主な提言は、これまでの政府解釈で必要最小限を超えるため認められなかった「集団的自衛権の行使」を、解釈の変更によって条件付きで認めること。また武力行使に至らないグレーゾーン事態への対応や、国連や国際社会が行う「集団安全保障措置」への積極的な参加についても、可能とすべきと述べている。これらのことを憲法改正ではなく、解釈変更の閣議決定と自衛隊法など関連法律の改正により行うとした。これらの提言は、我が国を取り巻く安全保障環境の今後の一層の悪化に対して、抑止力を高める観点から妥当な内容だと思う。また第九条を含めた憲法改正によってこれを実現するには、相当な時間を要するため、解釈の変更によって行うことは、現実政治を行う上でやむを得ないと思う。

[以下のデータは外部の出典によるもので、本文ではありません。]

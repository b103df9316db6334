//! Randomized pose sampling for each draw phase
//!
//! Pure functions over an explicit RNG. Each phase has its own bounds for
//! angle, radius, rotation, tilt and depth; all distributions are uniform
//! over their stated ranges. The jitter here is cosmetic: fairness of the
//! draw rests solely on the uniform winner choice in the Select phase.

use std::f32::consts::TAU;

use glam::Vec2;
use rand::Rng;

use crate::polar_to_cartesian;
use crate::surface::Pose;

/// Horizontal entry jitter, either side of the bowl mouth.
pub const ENTRY_JITTER: f32 = 75.0;
/// Height above the bowl chits enter from.
pub const ENTRY_HEIGHT: f32 = 260.0;
/// Maximum settle radius from the bowl center.
pub const REST_RADIUS_MAX: f32 = 80.0;
/// Tilt range (± degrees) for settled and scattered chits.
pub const TILT_RANGE: f32 = 10.0;
/// Maximum settle depth offset.
pub const REST_DEPTH_MAX: f32 = 5.0;
/// Stir radius band.
pub const STIR_RADIUS_MIN: f32 = 50.0;
pub const STIR_RADIUS_MAX: f32 = 140.0;
/// Scatter radius band.
pub const SCATTER_RADIUS_MIN: f32 = 60.0;
pub const SCATTER_RADIUS_MAX: f32 = 140.0;
/// Angular jitter (radians) added to each chit's scatter slot.
pub const SCATTER_JITTER: f32 = 0.5;
/// How far the winner rises out of the bowl.
pub const LIFT_HEIGHT: f32 = 200.0;
/// Winner scale while lifted.
pub const LIFT_SCALE: f32 = 1.3;
/// Outward depth push applied during the vanish fade.
pub const VANISH_DEPTH_PUSH: f32 = 50.0;
/// How far above the grab target the cursor hovers first.
pub const CURSOR_HOVER_RISE: f32 = 40.0;
/// Bowl-relative offset from the winner's center to the grab point.
pub const GRAB_OFFSET: Vec2 = Vec2::new(0.0, 12.0);

/// Entry pose: above the bowl with horizontal jitter and a random tilt,
/// waiting to fall.
pub fn entry_pose<R: Rng>(rng: &mut R) -> Pose {
    Pose {
        translation: Vec2::new(
            rng.random_range(-ENTRY_JITTER..=ENTRY_JITTER),
            -ENTRY_HEIGHT,
        ),
        rotation: 0.0,
        tilt: rng.random_range(0.0..360.0),
        depth: 0.0,
        scale: 1.0,
    }
}

/// Resting pose inside the bowl after the drop settles.
pub fn rest_pose<R: Rng>(rng: &mut R) -> Pose {
    let angle = rng.random_range(0.0..TAU);
    let radius = rng.random_range(0.0..=REST_RADIUS_MAX);
    Pose {
        translation: polar_to_cartesian(radius, angle),
        rotation: rng.random_range(0.0..360.0),
        tilt: rng.random_range(-TILT_RANGE..=TILT_RANGE),
        depth: rng.random_range(0.0..=REST_DEPTH_MAX),
        scale: 1.0,
    }
}

/// Stir pose: a fresh position and spin; tilt, depth and scale carry over.
pub fn stir_pose<R: Rng>(rng: &mut R, current: Pose) -> Pose {
    let angle = rng.random_range(0.0..TAU);
    let radius = rng.random_range(STIR_RADIUS_MIN..=STIR_RADIUS_MAX);
    Pose {
        translation: polar_to_cartesian(radius, angle),
        rotation: rng.random_range(0.0..360.0),
        ..current
    }
}

/// Angular slot for chit `index` of `count` in the scatter ring, plus
/// per-chit jitter.
pub fn scatter_angle<R: Rng>(rng: &mut R, index: usize, count: usize) -> f32 {
    let slot = TAU * index as f32 / count.max(1) as f32;
    slot + rng.random_range(0.0..SCATTER_JITTER)
}

/// Scatter pose: chits fan out into evenly spaced, jittered slots around
/// the bowl rim; depth and scale carry over.
pub fn scatter_pose<R: Rng>(rng: &mut R, current: Pose, index: usize, count: usize) -> Pose {
    let angle = scatter_angle(rng, index, count);
    let radius = rng.random_range(SCATTER_RADIUS_MIN..=SCATTER_RADIUS_MAX);
    Pose {
        translation: polar_to_cartesian(radius, angle),
        rotation: rng.random_range(0.0..360.0),
        tilt: rng.random_range(-TILT_RANGE..=TILT_RANGE),
        ..current
    }
}

/// Lifted pose for the presented winner: straight up, squared off, enlarged.
pub fn lifted_pose() -> Pose {
    Pose {
        translation: Vec2::new(0.0, -LIFT_HEIGHT),
        rotation: 0.0,
        tilt: 0.0,
        depth: 0.0,
        scale: LIFT_SCALE,
    }
}

#[cfg(test)]
mod tests {
    use super::*;
    use crate::normalize_angle;
    use proptest::prelude::*;
    use rand::SeedableRng;
    use rand_pcg::Pcg32;

    #[test]
    fn test_entry_pose_bounds() {
        let mut rng = Pcg32::seed_from_u64(42);
        for _ in 0..1000 {
            let pose = entry_pose(&mut rng);
            assert!(pose.translation.x.abs() <= ENTRY_JITTER);
            assert_eq!(pose.translation.y, -ENTRY_HEIGHT);
            assert!((0.0..360.0).contains(&pose.tilt));
            assert_eq!(pose.rotation, 0.0);
        }
    }

    #[test]
    fn test_rest_pose_bounds() {
        let mut rng = Pcg32::seed_from_u64(42);
        for _ in 0..1000 {
            let pose = rest_pose(&mut rng);
            assert!(pose.translation.length() <= REST_RADIUS_MAX + 1e-3);
            assert!((0.0..360.0).contains(&pose.rotation));
            assert!(pose.tilt.abs() <= TILT_RANGE);
            assert!((0.0..=REST_DEPTH_MAX).contains(&pose.depth));
            assert_eq!(pose.scale, 1.0);
        }
    }

    #[test]
    fn test_stir_pose_radius_band_and_carryover() {
        let mut rng = Pcg32::seed_from_u64(42);
        let current = Pose {
            tilt: 7.5,
            depth: 3.0,
            scale: 1.3,
            ..Pose::NEUTRAL
        };
        for _ in 0..1000 {
            let pose = stir_pose(&mut rng, current);
            let radius = pose.translation.length();
            assert!(radius >= STIR_RADIUS_MIN - 1e-3);
            assert!(radius <= STIR_RADIUS_MAX + 1e-3);
            // Position and spin are fresh; the rest carries over
            assert_eq!(pose.tilt, 7.5);
            assert_eq!(pose.depth, 3.0);
            assert_eq!(pose.scale, 1.3);
        }
    }

    #[test]
    fn test_scatter_angle_stays_in_slot_window() {
        let mut rng = Pcg32::seed_from_u64(42);
        let count = 8;
        for index in 0..count {
            let slot = TAU * index as f32 / count as f32;
            for _ in 0..200 {
                let angle = scatter_angle(&mut rng, index, count);
                // Compare modulo TAU since slot + jitter can pass the seam
                let delta = normalize_angle(angle - slot);
                assert!((0.0..SCATTER_JITTER + 1e-3).contains(&delta));
            }
        }
    }

    #[test]
    fn test_lifted_pose_is_fixed() {
        let pose = lifted_pose();
        assert_eq!(pose.translation, Vec2::new(0.0, -LIFT_HEIGHT));
        assert_eq!(pose.rotation, 0.0);
        assert_eq!(pose.tilt, 0.0);
        assert_eq!(pose.scale, LIFT_SCALE);
    }

    proptest! {
        #[test]
        fn prop_scatter_pose_radius_in_band(seed in any::<u64>(), count in 1usize..24, index_raw in 0usize..24) {
            let index = index_raw % count;
            let mut rng = Pcg32::seed_from_u64(seed);
            let pose = scatter_pose(&mut rng, Pose::NEUTRAL, index, count);
            let radius = pose.translation.length();
            prop_assert!(radius >= SCATTER_RADIUS_MIN - 1e-3);
            prop_assert!(radius <= SCATTER_RADIUS_MAX + 1e-3);
        }

        #[test]
        fn prop_rest_pose_inside_bowl(seed in any::<u64>()) {
            let mut rng = Pcg32::seed_from_u64(seed);
            let pose = rest_pose(&mut rng);
            prop_assert!(pose.translation.length() <= REST_RADIUS_MAX + 1e-3);
        }
    }
}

しかしながらこれらの内容は、実は自民党が一昨年発表した「憲法改正草案」の新しい九条の内容とほとんど同じである。ということは、安倍内閣が進めようとする解釈変更は、限定的なものとはいえ、憲法改正に匹敵するほどのものだと言えよう。本来の憲法改正には、必ず国民投票という手続きが伴う。国民の意思を問うプロセスである。したがって今回の解釈変更が憲法改正に匹敵するものであれば、与党内や国会だけの議論に終わらせず、国民の意思を問うプロセスをも考えるべきではないか。
私が先月の自民党の会合で「衆議院の解散・総選挙によって、国民に信を問うことも選択肢の一つだ」と述べたのは、このような理由からだ。ただし総選挙というのはワン・イッシューではなく、数多くの公約やマニフェストにより争われるものであり、国民投票と同一視するのは正確でない。また解散・総選挙による空白が、回復しつつある景気の足を引っ張りかねないことや、それこそ我が国の安全保障を手薄にすることがあったとしたら、私の本意ではない。ならばせめて「国民に信を問う」ほどの覚悟と、国民への懸命な説明が、政府と与党議員に求められなければなるまい。